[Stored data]
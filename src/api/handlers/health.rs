//! Health check endpoint for monitoring and readiness probes

use axum::{extract::State, http::StatusCode, Json};
use serde::{Deserialize, Serialize};

use crate::api::routes::ApiState;
use crate::storage::check_connection;

#[derive(Debug, Clone, Serialize, Deserialize)]
pub struct HealthResponse {
    pub status: String,
    pub database: String,
}

/// Returns 200 when the database answers, 503 otherwise.
pub async fn health_handler(State(state): State<ApiState>) -> (StatusCode, Json<HealthResponse>) {
    match check_connection(&state.pool).await {
        Ok(()) => (
            StatusCode::OK,
            Json(HealthResponse { status: "ok".to_string(), database: "ok".to_string() }),
        ),
        Err(err) => {
            tracing::warn!(error = %err, "health check failed");
            (
                StatusCode::SERVICE_UNAVAILABLE,
                Json(HealthResponse {
                    status: "degraded".to_string(),
                    database: "unavailable".to_string(),
                }),
            )
        }
    }
}
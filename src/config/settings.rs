//! # Configuration Settings
//!
//! Defines the configuration structure for the erpgate service.

use crate::auth::hashing::PasswordHashConfig;
use crate::auth::jwt::JwtConfig;
use crate::errors::{Error, Result};
use serde::{Deserialize, Serialize};
use std::str::FromStr;
use std::time::Duration;
use validator::Validate;

/// Minimum accepted length of either JWT signing secret.
pub const MIN_SECRET_LENGTH: usize = 32;

/// Main application configuration
#[derive(Debug, Clone, Serialize, Deserialize, Validate, Default)]
pub struct AppConfig {
    /// Server configuration
    #[validate(nested)]
    pub server: ServerConfig,

    /// Database configuration
    #[validate(nested)]
    pub database: DatabaseConfig,

    /// Authentication configuration
    #[validate(nested)]
    pub auth: AuthConfig,

    /// Observability configuration
    #[validate(nested)]
    pub observability: ObservabilityConfig,
}

impl AppConfig {
    /// Build the configuration from process environment variables.
    pub fn from_env() -> Result<Self> {
        Self::from_lookup(|key| std::env::var(key).ok())
    }

    /// Build the configuration from an arbitrary key lookup.
    pub fn from_lookup<F>(lookup: F) -> Result<Self>
    where
        F: Fn(&str) -> Option<String>,
    {
        let config = Self {
            server: ServerConfig::from_lookup(&lookup)?,
            database: DatabaseConfig::from_lookup(&lookup)?,
            auth: AuthConfig::from_lookup(&lookup)?,
            observability: ObservabilityConfig::from_lookup(&lookup)?,
        };
        config.validate()?;
        Ok(config)
    }

    /// Validate the entire configuration
    pub fn validate(&self) -> Result<()> {
        Validate::validate(self).map_err(Error::from)?;
        self.validate_custom()
    }

    fn validate_custom(&self) -> Result<()> {
        if !self.database.is_sqlite() {
            return Err(Error::config("DATABASE_URL must start with 'sqlite:'"));
        }

        if self.auth.jwt_secret.len() < MIN_SECRET_LENGTH
            || self.auth.jwt_refresh_secret.len() < MIN_SECRET_LENGTH
        {
            return Err(Error::config(format!(
                "JWT_SECRET_KEY and JWT_REFRESH_KEY must be at least {} characters long",
                MIN_SECRET_LENGTH
            )));
        }

        if self.auth.jwt_secret == self.auth.jwt_refresh_secret {
            return Err(Error::config("JWT_SECRET_KEY and JWT_REFRESH_KEY must differ"));
        }

        Ok(())
    }
}

/// HTTP server configuration
#[derive(Debug, Clone, Serialize, Deserialize, Validate)]
pub struct ServerConfig {
    #[validate(length(min = 1, message = "Host cannot be empty"))]
    pub host: String,

    #[validate(range(min = 1, max = 65535, message = "Port must be between 1 and 65535"))]
    pub port: u16,

    /// Per-request deadline applied to every auth operation
    #[validate(range(min = 1, max = 300, message = "Timeout must be between 1 and 300 seconds"))]
    pub request_timeout_seconds: u64,

    /// Enable CORS
    pub enable_cors: bool,
}

impl Default for ServerConfig {
    fn default() -> Self {
        Self {
            host: "127.0.0.1".to_string(),
            port: 8080,
            request_timeout_seconds: 30,
            enable_cors: true,
        }
    }
}

impl ServerConfig {
    /// Get the server bind address
    pub fn bind_address(&self) -> String {
        format!("{}:{}", self.host, self.port)
    }

    /// Get request timeout as Duration
    pub fn request_timeout(&self) -> Duration {
        Duration::from_secs(self.request_timeout_seconds)
    }

    fn from_lookup<F: Fn(&str) -> Option<String>>(lookup: &F) -> Result<Self> {
        let defaults = Self::default();
        Ok(Self {
            host: lookup("ERPGATE_HOST").unwrap_or(defaults.host),
            port: parse_or(lookup, "ERPGATE_PORT", defaults.port)?,
            request_timeout_seconds: parse_or(
                lookup,
                "ERPGATE_REQUEST_TIMEOUT_SECONDS",
                defaults.request_timeout_seconds,
            )?,
            enable_cors: flag_or(lookup, "ERPGATE_ENABLE_CORS", defaults.enable_cors),
        })
    }
}

/// Database configuration
#[derive(Debug, Clone, Serialize, Deserialize, Validate)]
pub struct DatabaseConfig {
    /// Database connection URL
    #[validate(length(min = 1, message = "Database URL cannot be empty"))]
    pub url: String,

    #[validate(range(min = 1, max = 100, message = "Max connections must be between 1 and 100"))]
    pub max_connections: u32,

    #[validate(range(max = 50, message = "Min connections must be between 0 and 50"))]
    pub min_connections: u32,

    /// Connection timeout in seconds
    #[validate(range(
        min = 1,
        max = 60,
        message = "Connect timeout must be between 1 and 60 seconds"
    ))]
    pub connect_timeout_seconds: u64,

    /// Idle timeout in seconds (0 = no timeout)
    pub idle_timeout_seconds: u64,

    /// Enable automatic migrations
    pub auto_migrate: bool,
}

impl Default for DatabaseConfig {
    fn default() -> Self {
        Self {
            url: "sqlite://./data/erpgate.db".to_string(),
            max_connections: 10,
            min_connections: 0,
            connect_timeout_seconds: 10,
            idle_timeout_seconds: 600,
            auto_migrate: true,
        }
    }
}

impl DatabaseConfig {
    /// Get connection timeout as Duration
    pub fn connect_timeout(&self) -> Duration {
        Duration::from_secs(self.connect_timeout_seconds)
    }

    /// Get idle timeout as Duration (None if 0)
    pub fn idle_timeout(&self) -> Option<Duration> {
        if self.idle_timeout_seconds == 0 {
            None
        } else {
            Some(Duration::from_secs(self.idle_timeout_seconds))
        }
    }

    pub fn is_sqlite(&self) -> bool {
        self.url.starts_with("sqlite:")
    }

    /// Create DatabaseConfig from environment variables
    pub fn from_env() -> Result<Self> {
        Self::from_lookup(&|key: &str| std::env::var(key).ok())
    }

    fn from_lookup<F: Fn(&str) -> Option<String>>(lookup: &F) -> Result<Self> {
        let defaults = Self::default();
        Ok(Self {
            url: lookup("DATABASE_URL").unwrap_or(defaults.url),
            max_connections: parse_or(
                lookup,
                "DATABASE_MAX_CONNECTIONS",
                defaults.max_connections,
            )?,
            min_connections: parse_or(
                lookup,
                "DATABASE_MIN_CONNECTIONS",
                defaults.min_connections,
            )?,
            connect_timeout_seconds: parse_or(
                lookup,
                "DATABASE_CONNECT_TIMEOUT_SECONDS",
                defaults.connect_timeout_seconds,
            )?,
            idle_timeout_seconds: parse_or(
                lookup,
                "DATABASE_IDLE_TIMEOUT_SECONDS",
                defaults.idle_timeout_seconds,
            )?,
            auto_migrate: flag_or(lookup, "DATABASE_AUTO_MIGRATE", defaults.auto_migrate),
        })
    }
}

/// Authentication configuration
#[derive(Clone, Serialize, Deserialize, Validate)]
pub struct AuthConfig {
    /// Access-token signing secret (`JWT_SECRET_KEY`)
    #[validate(length(min = 1, message = "JWT_SECRET_KEY cannot be empty"))]
    pub jwt_secret: String,

    /// Refresh-token signing secret (`JWT_REFRESH_KEY`)
    #[validate(length(min = 1, message = "JWT_REFRESH_KEY cannot be empty"))]
    pub jwt_refresh_secret: String,

    /// Mark the refresh cookie `Secure`
    pub cookie_secure: bool,

    /// Interval between expired-session sweeps (0 = disabled)
    pub session_sweep_seconds: u64,

    pub password_hash: PasswordHashConfig,
}

impl std::fmt::Debug for AuthConfig {
    fn fmt(&self, f: &mut std::fmt::Formatter<'_>) -> std::fmt::Result {
        f.debug_struct("AuthConfig")
            .field("jwt_secret", &"<redacted>")
            .field("jwt_refresh_secret", &"<redacted>")
            .field("cookie_secure", &self.cookie_secure)
            .field("session_sweep_seconds", &self.session_sweep_seconds)
            .field("password_hash", &self.password_hash)
            .finish()
    }
}

impl Default for AuthConfig {
    fn default() -> Self {
        Self {
            jwt_secret: String::new(),
            jwt_refresh_secret: String::new(),
            cookie_secure: false,
            session_sweep_seconds: 3600,
            password_hash: PasswordHashConfig::default(),
        }
    }
}

impl AuthConfig {
    pub fn jwt(&self) -> JwtConfig {
        JwtConfig {
            access_secret: self.jwt_secret.clone(),
            refresh_secret: self.jwt_refresh_secret.clone(),
        }
    }

    /// Sweep interval, or `None` when sweeping is disabled
    pub fn session_sweep_interval(&self) -> Option<Duration> {
        if self.session_sweep_seconds == 0 {
            None
        } else {
            Some(Duration::from_secs(self.session_sweep_seconds))
        }
    }

    fn from_lookup<F: Fn(&str) -> Option<String>>(lookup: &F) -> Result<Self> {
        let defaults = Self::default();
        let jwt_secret = lookup("JWT_SECRET_KEY")
            .ok_or_else(|| Error::config("JWT_SECRET_KEY must be set"))?;
        let jwt_refresh_secret = lookup("JWT_REFRESH_KEY")
            .ok_or_else(|| Error::config("JWT_REFRESH_KEY must be set"))?;

        Ok(Self {
            jwt_secret,
            jwt_refresh_secret,
            cookie_secure: flag_or(lookup, "ERPGATE_COOKIE_SECURE", defaults.cookie_secure),
            session_sweep_seconds: parse_or(
                lookup,
                "ERPGATE_SESSION_SWEEP_SECONDS",
                defaults.session_sweep_seconds,
            )?,
            password_hash: PasswordHashConfig {
                memory_kib: parse_or(
                    lookup,
                    "ERPGATE_ARGON2_MEMORY_KIB",
                    defaults.password_hash.memory_kib,
                )?,
                ..defaults.password_hash
            },
        })
    }
}

/// Observability configuration for logging and metrics
#[derive(Debug, Clone, Serialize, Deserialize, Validate)]
pub struct ObservabilityConfig {
    /// Install the Prometheus exporter (requires the `prometheus` feature)
    pub enable_metrics: bool,

    /// Metrics server port (0 = disabled)
    pub metrics_port: u16,

    #[validate(length(min = 1, message = "Service name cannot be empty"))]
    pub service_name: String,

    /// Log level (trace, debug, info, warn, error)
    #[validate(length(min = 1, message = "Log level cannot be empty"))]
    pub log_level: String,

    /// Enable JSON structured logging
    pub json_logging: bool,
}

impl Default for ObservabilityConfig {
    fn default() -> Self {
        Self {
            enable_metrics: false,
            metrics_port: 9090,
            service_name: "erpgate".to_string(),
            log_level: "info".to_string(),
            json_logging: false,
        }
    }
}

impl ObservabilityConfig {
    /// Get metrics bind address (None if disabled)
    pub fn metrics_bind_address(&self) -> Option<String> {
        if !self.enable_metrics || self.metrics_port == 0 {
            None
        } else {
            Some(format!("0.0.0.0:{}", self.metrics_port))
        }
    }

    fn from_lookup<F: Fn(&str) -> Option<String>>(lookup: &F) -> Result<Self> {
        let defaults = Self::default();
        Ok(Self {
            enable_metrics: flag_or(lookup, "ERPGATE_ENABLE_METRICS", defaults.enable_metrics),
            metrics_port: parse_or(lookup, "ERPGATE_METRICS_PORT", defaults.metrics_port)?,
            service_name: lookup("ERPGATE_SERVICE_NAME").unwrap_or(defaults.service_name),
            log_level: lookup("ERPGATE_LOG_LEVEL").unwrap_or(defaults.log_level),
            json_logging: flag_or(lookup, "ERPGATE_JSON_LOGS", defaults.json_logging),
        })
    }
}

fn parse_or<T, F>(lookup: &F, key: &str, default: T) -> Result<T>
where
    T: FromStr,
    T::Err: std::fmt::Display,
    F: Fn(&str) -> Option<String>,
{
    match lookup(key) {
        Some(raw) => raw
            .trim()
            .parse::<T>()
            .map_err(|e| Error::config(format!("Invalid value for {}: {}", key, e))),
        None => Ok(default),
    }
}

fn flag_or<F: Fn(&str) -> Option<String>>(lookup: &F, key: &str, default: bool) -> bool {
    lookup(key).map(|s| s.eq_ignore_ascii_case("true") || s == "1").unwrap_or(default)
}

## Task statement
Nothing but lines that contain "DatabaseConfig" should appear in the answer. Copy each from the records.

## Solution to the exercise
    pub database: DatabaseConfig,
            database: DatabaseConfig::from_lookup(&lookup)?,
pub struct DatabaseConfig {
impl Default for DatabaseConfig {
impl DatabaseConfig {
    /// Create DatabaseConfig from environment variables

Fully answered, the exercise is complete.